ChatGPT ve Gemini elbette önemli uygulamalar, bu inkar edilebilecek bir şey değil. Ancak bunların “doğal lider”, “kaçınılmaz merkez” olarak sunulması, yapay zekayı duopolik bir rekabet alanına hapsetme riski taşıyor. Dijital reklamcılığın son 15 yılı bize şunu açıkça gösterdi: Duopoliler inovasyonu değil, kontrol edilebilir düzeni sever.
Yapay zekanın geleceği, ChatGPT ve Gemini’nin hangisinin biraz daha iyi olduğunda değil; kaç farklı aktörün bu oyunda kalabildiğinde yatıyor. Eğer yapay zeka yalnızca iki marka arasında sıkışırsa, bu teknolojinin insanlık için dönüştürücü potansiyeli değil, şirketler için yönetilebilir bir güç alanı olarak kalması kaçınılmaz olur.

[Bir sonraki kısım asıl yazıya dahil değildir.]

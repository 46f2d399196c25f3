//! Plan-time validators for the public cloud instance resource
//!
//! Validators that need remote knowledge consult a capability trait instead
//! of the façade directly, so tests can hand them a fake.

mod contract_term;
mod instance_termination;
mod instance_type;
mod non_updatable_string;
mod region;

pub use contract_term::ContractTermValidator;
pub use instance_termination::InstanceTerminationValidator;
pub use instance_type::InstanceTypeValidator;
pub use non_updatable_string::NonUpdatableStringValidator;
pub use region::RegionValidator;

use crate::domain::public_cloud::ReasonInstanceCannotBeTerminated;
use crate::error::Result;
use async_trait::async_trait;
use tfplug::context::Context;

#[async_trait]
pub trait InstanceTerminationCapability: Send + Sync {
    /// `None` when the instance may be terminated
    async fn can_instance_be_terminated(
        &self,
        ctx: &Context,
        id: &str,
    ) -> Result<Option<ReasonInstanceCannotBeTerminated>>;
}

#[async_trait]
pub trait InstanceTypeCapability: Send + Sync {
    /// Returns whether the type is offered in the region, and every type that is
    async fn is_instance_type_available_for_region(
        &self,
        ctx: &Context,
        instance_type: &str,
        region: &str,
    ) -> Result<(bool, Vec<String>)>;

    /// Returns whether the instance can switch to the type, and every type it can use
    async fn can_instance_type_be_used_with_instance(
        &self,
        ctx: &Context,
        id: &str,
        instance_type: &str,
    ) -> Result<(bool, Vec<String>)>;
}

#[async_trait]
pub trait RegionCapability: Send + Sync {
    async fn does_region_exist(&self, ctx: &Context, region: &str) -> Result<(bool, Vec<String>)>;
}

fn quoted_list(values: &[String]) -> String {
    let items: Vec<String> = values.iter().map(|v| format!("\"{}\"", v)).collect();
    format!("[{}]", items.join(" "))
}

Yapay zeka kimin ihtiyaçlarına göre şekillenecek, hangi değerleri varsayılan kabul edecek ve kimler bu teknolojinin sınırlarını çizecek? Bu soruların cevabı iki şirketin strateji belgelerine bırakıldığında, ortaya çıkan şey rekabet değil, yönetilen bir denge olur.
Bu nedenle yapay zeka alanında tartışmamız gereken konu “hangi model daha iyi?” sorusunun ötesine geçmelidir. Açık standartlar, birlikte çalışabilirlik, alternatif altyapılar, kamu destekli modeller ve bölgesel ekosistemler olmadan gerçek rekabetten söz edilemez. Üçüncü, dördüncü ve beşinci oyuncuların yaşama şansı bulamadığı bir alanda yenilik sürdürülebilir değildir.
Yapay zeka, insanlığın ortak geleceğini şekillendirecek bir teknoloji ise, iki markaya, iki merkeze ve iki yol haritasına sığdırılamaz. Aksi halde bugünün “liderlik” anlatısı, yarının teknolojik kilitlenmesine dönüşür. Gerçek rekabet tam da bunu engellemek için vardır.